Abstract

Four direct-acting oral anticoagulants (DOACs) – the thrombin inhibitor dabigatran, and the activated factor X (FXa) inhibitors apixaban, edoxaban, and rivaroxaban –are approved in many countries for the treatment of venous thromboembolism (VTE), the prevention of VTE after hip and knee arthroplasty, and ischemic stroke prevention in patients with non-valvular atrial fibrillation (AF). Because of their fixed dosing – without the need for routine monitoring – and limited dietary interactions, they are used as a convenient anticoagulant alternative to vitamin K antagonists (VKAs). In the product labeling (package inserts) of the approved DOACs, none has a dose adjustment for high weight or body mass index (BMI) in obese categories. However, there is uncertainty about their efficacy and safety in the obese population, with ‘obese’ defined by the National Institutes of Health as a BMI between 30 kg m−2 and 40 kg m−2, and ‘extreme obesity’ as a BMI of > 40 kg m−2. Although a recent publication has suggested recommendations for use of DOACs in the obese population [1], data from clinical outcomes studies and pharmacokinetic (PK)/pharmacodynamic (PD) studies regarding the efficacy and safety of DOACs in obese patients are limited.
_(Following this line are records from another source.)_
impl PlayerActionTargetStateMachine {
    pub fn new(targeting: Rc<dyn TargetingService>) -> Self {
        Self {
            state: PlayerActionTargetState::Initialized,
            context: PlayerActionTargetContext::default(),
            targeting,
        }
    }

    pub fn state(&self) -> PlayerActionTargetState {
        self.state
    }

    pub fn context(&self) -> &PlayerActionTargetContext {
        &self.context
    }

    pub fn queue_input(&mut self, input: PlayerInput) {
        self.context.player_input.push(input);
    }

    /// Back to `Initialized` with a fresh context.
    pub fn reset(&mut self) {
        self.state = PlayerActionTargetState::Initialized;
        self.context = PlayerActionTargetContext::default();
    }

    /// Takes at most one transition; runs the state's action when none fires.
    pub fn update(
        &mut self,
        battle: &mut BattleState,
        board: &MessageBoard,
    ) -> Result<PlayerActionTargetState> {
        if let Some((transition, next)) = self.next_transition() {
            debug!(
                target: "battle::target",
                from = %self.state,
                to = %next,
                %transition,
                "target state transition"
            );
            self.on_transition(transition, battle, board)?;
            self.state = next;
            self.on_entry(next, battle)?;
        } else if self.state == PlayerActionTargetState::WaitingForPlayerConfirm {
            self.process_player_input();
        }
        Ok(self.state)
    }

    /// Updates until `stop` accepts the resulting state.
    pub fn update_until(
        &mut self,
        battle: &mut BattleState,
        board: &MessageBoard,
        mut stop: impl FnMut(PlayerActionTargetState) -> bool,
    ) -> Result<()> {
        for _ in 0..MAX_UPDATES_PER_DRIVE {
            let state = self.update(battle, board)?;
            if stop(state) {
                return Ok(());
            }
        }
        warn!(target: "battle::target", state = %self.state, "target state machine did not settle");
        Ok(())
    }

    /// One frame's worth of updates: stops at `Finished`, or the second time
    /// `WaitingForPlayerConfirm` is observed.
    pub fn drive(&mut self, battle: &mut BattleState, board: &MessageBoard) -> Result<()> {
        let mut waiting_seen = 0;
        self.update_until(battle, board, |state| match state {
            PlayerActionTargetState::Finished => true,
            PlayerActionTargetState::WaitingForPlayerConfirm => {
                waiting_seen += 1;
                waiting_seen >= 2
            }
            _ => false,
        })
    }

    fn next_transition(&self) -> Option<(PlayerActionTargetTransition, PlayerActionTargetState)> {
        if self.state != PlayerActionTargetState::Finished
            && self.guard(PlayerActionTargetTransition::Bypass)
        {
            return Some((
                PlayerActionTargetTransition::Bypass,
                PlayerActionTargetState::Finished,
            ));
        }
        transitions_from(self.state)
            .iter()
            .copied()
            .find(|(transition, _)| self.guard(*transition))
    }

    fn guard(&self, transition: PlayerActionTargetTransition) -> bool {
        let context = &self.context;
        let count = context.target_results.valid_target_count();
        match transition {
            PlayerActionTargetTransition::Initialize => true,
            PlayerActionTargetTransition::NoTargetsFound => count == Some(0),
            PlayerActionTargetTransition::UnsupportedCountTargets => count.is_some_and(|n| n > 1),
            PlayerActionTargetTransition::TargetsAutomaticallySelected => count == Some(1),
            PlayerActionTargetTransition::PlayerConfirmsTargetSelection => {
                count.is_some_and(|n| n > 0) && context.player_intent.target_confirmed
            }
            PlayerActionTargetTransition::PlayerCancelsActionSelection => {
                context.player_intent.action_cancelled
            }
            PlayerActionTargetTransition::Bypass => {
                context.use_legacy_selector || context.cancel_action_selection
            }
        }
    }

    fn on_transition(
        &mut self,
        transition: PlayerActionTargetTransition,
        battle: &mut BattleState,
        board: &MessageBoard,
    ) -> Result<()> {
        match transition {
            PlayerActionTargetTransition::NoTargetsFound => {
                board.send_message(battle, BattleMessage::PlayerCancelsTargetSelection)?;
                board.send_message(
                    battle,
                    BattleMessage::PlayerSelectionIsInvalid {
                        popup: PopupWindow::new(
                            PopupWindowReason::NoTargetsInRange,
                            "No targets in range",
                        ),
                    },
                )
            }
            PlayerActionTargetTransition::TargetsAutomaticallySelected => {
                let coordinate = self
                    .context
                    .target_results
                    .valid_targets
                    .as_ref()
                    .and_then(|targets| targets.values().next().copied())
                    .ok_or_else(|| RuntimeError::invariant(COMPONENT, "no target to select"))?;
                self.context.target_automatically_selected = true;
                board.send_message(battle, BattleMessage::PlayerSelectsTargetCoordinate { coordinate })
            }
            PlayerActionTargetTransition::PlayerConfirmsTargetSelection => {
                board.send_message(battle, BattleMessage::PlayerConfirmsAction)
            }
            PlayerActionTargetTransition::PlayerCancelsActionSelection => {
                board.send_message(battle, BattleMessage::PlayerCancelsTargetSelection)?;
                if self.context.target_automatically_selected {
                    board.send_message(battle, BattleMessage::PlayerCancelsPlayerActionConsiderations)?;
                }
                Ok(())
            }
            PlayerActionTargetTransition::Initialize
            | PlayerActionTargetTransition::UnsupportedCountTargets
            | PlayerActionTargetTransition::Bypass => Ok(()),
        }
    }

    fn on_entry(&mut self, state: PlayerActionTargetState, battle: &mut BattleState) -> Result<()> {
        match state {
            PlayerActionTargetState::CountTargets => self.count_targets_entry(battle),
            PlayerActionTargetState::NotApplicable => {
                self.context.use_legacy_selector = true;
                Ok(())
            }
            PlayerActionTargetState::CancelActionSelection => {
                self.context.cancel_action_selection = true;
                Ok(())
            }
            PlayerActionTargetState::WaitingForPlayerConfirm => {
                self.context.player_intent = PlayerIntent::default();
                Ok(())
            }
            PlayerActionTargetState::Initialized | PlayerActionTargetState::Finished => Ok(()),
        }
    }

    fn count_targets_entry(&mut self, battle: &mut BattleState) -> Result<()> {
        let actor = battle
            .decision_step
            .actor()
            .cloned()
            .ok_or_else(|| RuntimeError::invariant(COMPONENT, "decision step has no actor"))?;
        let action_template_id = battle
            .decision_step
            .action()
            .and_then(DecisionAction::action_template_id)
            .cloned()
            .ok_or_else(|| {
                RuntimeError::invariant(COMPONENT, "decision step has no action template")
            })?;

        let results = battle.find_valid_targets(self.targeting.as_ref(), &actor, &action_template_id)?;
        let valid_targets = results
            .battle_squaddie_ids_in_range
            .iter()
            .filter_map(|id| battle.map.location_of(id).map(|coordinate| (id.clone(), coordinate)))
            .collect::<BTreeMap<_, _>>();

        debug!(
            target: "battle::target",
            battle_squaddie_id = %actor,
            action_template_id = %action_template_id,
            targets = valid_targets.len(),
            "counted targets"
        );
        self.context.target_results = TargetResults {
            valid_targets: Some(valid_targets),
            coordinates_in_range: results.coordinates_in_range.clone(),
        };
        battle.targeting = Some(results);
        Ok(())
    }

    fn process_player_input(&mut self) {
        let context = &mut self.context;
        let inputs = std::mem::take(&mut context.player_input);
        for input in &inputs {
            match input {
                PlayerInput::Key(KeyEvent::Accept) => context.player_intent.target_confirmed = true,
                PlayerInput::Key(KeyEvent::Cancel) if context.target_automatically_selected => {
                    context.player_intent.action_cancelled = true;
                }
                PlayerInput::Key(_) | PlayerInput::Mouse(_) => {}
            }
        }

        let mouse_events = || {
            inputs.iter().filter_map(|input| match input {
                PlayerInput::Mouse(event) => Some(event),
                PlayerInput::Key(_) => None,
            })
        };
        if context.confirm_button.replay(mouse_events()) {
            context.player_intent.target_confirmed = true;
        }
        if context.cancel_button.replay(mouse_events())
            || mouse_events().any(|event| event.is_release_of(MouseButton::Cancel))
        {
            context.player_intent.action_cancelled = true;
        }
    }
}
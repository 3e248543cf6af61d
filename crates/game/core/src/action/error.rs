//! Action template errors.

use crate::error::{ErrorSeverity, GameError};
use crate::ids::ActionTemplateId;

/// Errors raised while building an [`crate::ActionTemplate`].
#[derive(Clone, Debug, PartialEq, Eq, thiserror::Error)]
pub enum ActionTemplateError {
    #[error("action template {0} declares no effects")]
    NoEffects(ActionTemplateId),

    #[error("action template {id} has minimum range {min} above maximum range {max}")]
    InvalidRange {
        id: ActionTemplateId,
        min: u32,
        max: u32,
    },
}

impl GameError for ActionTemplateError {
    fn severity(&self) -> ErrorSeverity {
        ErrorSeverity::Validation
    }

    fn error_code(&self) -> &'static str {
        match self {
            Self::NoEffects(_) => "ACTION_TEMPLATE_NO_EFFECTS",
            Self::InvalidRange { .. } => "ACTION_TEMPLATE_INVALID_RANGE",
        }
    }
}
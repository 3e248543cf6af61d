/// Which component the orchestrator runs.
#[derive(
    Clone,
    Copy,
    Debug,
    Default,
    PartialEq,
    Eq,
    Hash,
    strum::Display,
    strum::EnumCount,
    strum::EnumIter,
)]
#[strum(serialize_all = "SCREAMING_SNAKE_CASE")]
pub enum BattleOrchestratorMode {
    #[default]
    Unknown,
    Initialized,
    LoadingMission,
    CutscenePlayer,
    PhaseController,
    PlayerSquaddieSelector,
    PlayerSquaddieTarget,
    PlayerActionConfirm,
    PlayerHudController,
    ComputerSquaddieSelector,
    SquaddieMover,
    SquaddieUsesActionOnMap,
    SquaddieUsesActionOnSquaddie,
}

impl BattleOrchestratorMode {
    pub const COUNT: usize = <Self as strum::EnumCount>::COUNT;

    /// Slot in the component table.
    pub const fn index(self) -> usize {
        self as usize
    }
}

/// Where to go when a completed component recommends no mode.
pub fn default_next_mode(mode: BattleOrchestratorMode) -> BattleOrchestratorMode {
    match mode {
        BattleOrchestratorMode::Unknown => BattleOrchestratorMode::Initialized,
        BattleOrchestratorMode::Initialized => BattleOrchestratorMode::LoadingMission,
        _ => BattleOrchestratorMode::PhaseController,
    }
}

#[cfg(test)]
mod tests {
    use strum::IntoEnumIterator;

    use super::*;

    #[test]
    fn every_mode_has_its_own_slot() {
        let indices: Vec<_> = BattleOrchestratorMode::iter().map(BattleOrchestratorMode::index).collect();
        assert_eq!(indices, (0..BattleOrchestratorMode::COUNT).collect::<Vec<_>>());
    }

    #[test]
    fn start_up_modes_chain_into_loading() {
        assert_eq!(
            default_next_mode(BattleOrchestratorMode::Unknown),
            BattleOrchestratorMode::Initialized
        );
        assert_eq!(
            default_next_mode(BattleOrchestratorMode::Initialized),
            BattleOrchestratorMode::LoadingMission
        );
        assert_eq!(
            default_next_mode(BattleOrchestratorMode::SquaddieMover),
            BattleOrchestratorMode::PhaseController
        );
        assert_eq!(BattleOrchestratorMode::PlayerSquaddieTarget.to_string(), "PLAYER_SQUADDIE_TARGET");
    }
}
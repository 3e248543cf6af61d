use battle_core::DecisionAction;

use crate::error::Result;
use crate::input::{KeyEvent, MouseButton, MouseEvent};
use crate::message_board::BattleMessage;
use crate::orchestrator::{
    BattleOrchestratorMode, OrchestratorComponent, OrchestratorContext, RecommendedStateChanges,
    UiControlSettings,
};
use crate::player_action_target::{ButtonArea, ButtonStatus, UiButton};
use crate::state::BattleState;

/// Shows the forecast and waits for the player to commit to the action.
#[derive(Debug)]
pub struct ActionConfirm {
    confirm_button: UiButton,
}

impl Default for ActionConfirm {
    fn default() -> Self {
        Self {
            confirm_button: UiButton::new("Confirm", ButtonArea::new(540.0, 640.0, 120.0, 40.0)),
        }
    }
}

impl ActionConfirm {
    fn cancel(&self, state: &mut BattleState, context: &mut OrchestratorContext<'_>) -> Result<()> {
        let targets_only_self = match state.decision_step.action() {
            Some(DecisionAction::ActionTemplate(action_template_id)) => state
                .repository
                .get_action_template_by_id(action_template_id)?
                .targets_only_self(),
            _ => false,
        };
        let message = if targets_only_self {
            BattleMessage::PlayerCancelsPlayerActionConsiderations
        } else {
            BattleMessage::PlayerCancelsTargetConfirmation
        };
        context.message_board.send_message(state, message)
    }
}

impl OrchestratorComponent for ActionConfirm {
    fn name(&self) -> &'static str {
        "ActionConfirm"
    }

    fn update(&mut self, state: &mut BattleState, _context: &mut OrchestratorContext<'_>) -> Result<()> {
        let disabled = !state.decision_step.is_target_considered();
        if disabled != (self.confirm_button.status() == ButtonStatus::Disabled) {
            self.confirm_button.set_disabled(disabled);
        }
        Ok(())
    }

    fn ui_control_settings(&self, _state: &BattleState) -> UiControlSettings {
        UiControlSettings::new(true, false)
    }

    fn mouse_event_happened(
        &mut self,
        state: &mut BattleState,
        event: MouseEvent,
        context: &mut OrchestratorContext<'_>,
    ) -> Result<()> {
        if event.is_release_of(MouseButton::Cancel) {
            return self.cancel(state, context);
        }
        if self.confirm_button.handle(&event) {
            context
                .message_board
                .send_message(state, BattleMessage::PlayerConfirmsAction)?;
        }
        Ok(())
    }

    fn key_event_happened(
        &mut self,
        state: &mut BattleState,
        event: KeyEvent,
        context: &mut OrchestratorContext<'_>,
    ) -> Result<()> {
        match event {
            KeyEvent::Accept => context
                .message_board
                .send_message(state, BattleMessage::PlayerConfirmsAction),
            KeyEvent::Cancel => self.cancel(state, context),
            _ => Ok(()),
        }
    }

    fn has_completed(&self, state: &BattleState) -> bool {
        state.decision_step.is_target_confirmed() || !state.decision_step.is_target_considered()
    }

    fn recommend_state_changes(&self, state: &BattleState) -> RecommendedStateChanges {
        let step = &state.decision_step;
        let next_mode = if step.is_target_confirmed() {
            BattleOrchestratorMode::PlayerHudController
        } else if step.is_action_set() {
            BattleOrchestratorMode::PlayerSquaddieTarget
        } else {
            BattleOrchestratorMode::PlayerSquaddieSelector
        };
        RecommendedStateChanges::next(next_mode).with_display_map(true)
    }

    fn reset(&mut self, _state: &mut BattleState) {
        *self = Self::default();
    }
}
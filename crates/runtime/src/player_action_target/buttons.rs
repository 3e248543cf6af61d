//! Confirm and cancel buttons shown while the player confirms a target.
//!
//! Each tick the pending mouse events are replayed against the button's
//! small state machine. A click is a press followed by a release, both
//! inside the button, while it is not disabled.

use crate::input::{MouseButton, MouseEvent, MouseEventKind};

#[derive(Clone, Copy, Debug, Default, PartialEq, Eq, Hash)]
pub enum ButtonStatus {
    #[default]
    Active,
    Hover,
    Disabled,
}

/// Screen rectangle in pixels.
#[derive(Clone, Copy, Debug, Default, PartialEq)]
pub struct ButtonArea {
    pub left: f32,
    pub top: f32,
    pub width: f32,
    pub height: f32,
}

impl ButtonArea {
    pub const fn new(left: f32, top: f32, width: f32, height: f32) -> Self {
        Self {
            left,
            top,
            width,
            height,
        }
    }

    pub fn contains(&self, x: f32, y: f32) -> bool {
        x >= self.left && x <= self.left + self.width && y >= self.top && y <= self.top + self.height
    }
}

#[derive(Clone, Debug, PartialEq)]
pub struct UiButton {
    pub label: String,
    pub area: ButtonArea,
    status: ButtonStatus,
    pressed_inside: bool,
}

impl UiButton {
    pub fn new(label: impl Into<String>, area: ButtonArea) -> Self {
        Self {
            label: label.into(),
            area,
            status: ButtonStatus::Active,
            pressed_inside: false,
        }
    }

    pub fn status(&self) -> ButtonStatus {
        self.status
    }

    pub fn set_disabled(&mut self, disabled: bool) {
        self.pressed_inside = false;
        self.status = if disabled {
            ButtonStatus::Disabled
        } else {
            ButtonStatus::Active
        };
    }

    /// Feeds one mouse event through the button.
    ///
    /// # Returns
    ///
    /// `true` when the event completes a click.
    pub fn handle(&mut self, event: &MouseEvent) -> bool {
        if self.status == ButtonStatus::Disabled || event.button != MouseButton::Accept {
            return false;
        }

        let inside = self.area.contains(event.x, event.y);
        match event.kind {
            MouseEventKind::Move => {
                self.status = if inside {
                    ButtonStatus::Hover
                } else {
                    ButtonStatus::Active
                };
                false
            }
            MouseEventKind::Press => {
                self.pressed_inside = inside;
                false
            }
            MouseEventKind::Release => {
                let clicked = inside && self.pressed_inside;
                self.pressed_inside = false;
                self.status = if inside {
                    ButtonStatus::Hover
                } else {
                    ButtonStatus::Active
                };
                clicked
            }
        }
    }

    /// Replays a batch of events, reporting whether any of them clicked.
    pub fn replay<'a>(&mut self, events: impl IntoIterator<Item = &'a MouseEvent>) -> bool {
        let mut clicked = false;
        for event in events {
            clicked |= self.handle(event);
        }
        clicked
    }
}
We reviewed the available data on the use of DOACs in obese patients through a PubMed search of key terms, including each DOAC in combination with the terms ‘pharmacokinetic’, ‘pharmacodynamic’, ‘drug level’, ‘VTE’, ‘VTE prophylaxis’, and ‘atrial fibrillation’. Data on obese patients in phase III clinical trials were pooled by anticoagulation indication to obtain risk ratios for DOACs versus VKAs. Guidance statements were then developed to provide practical guidance for clinicians regarding the use of DOACs in obese patients.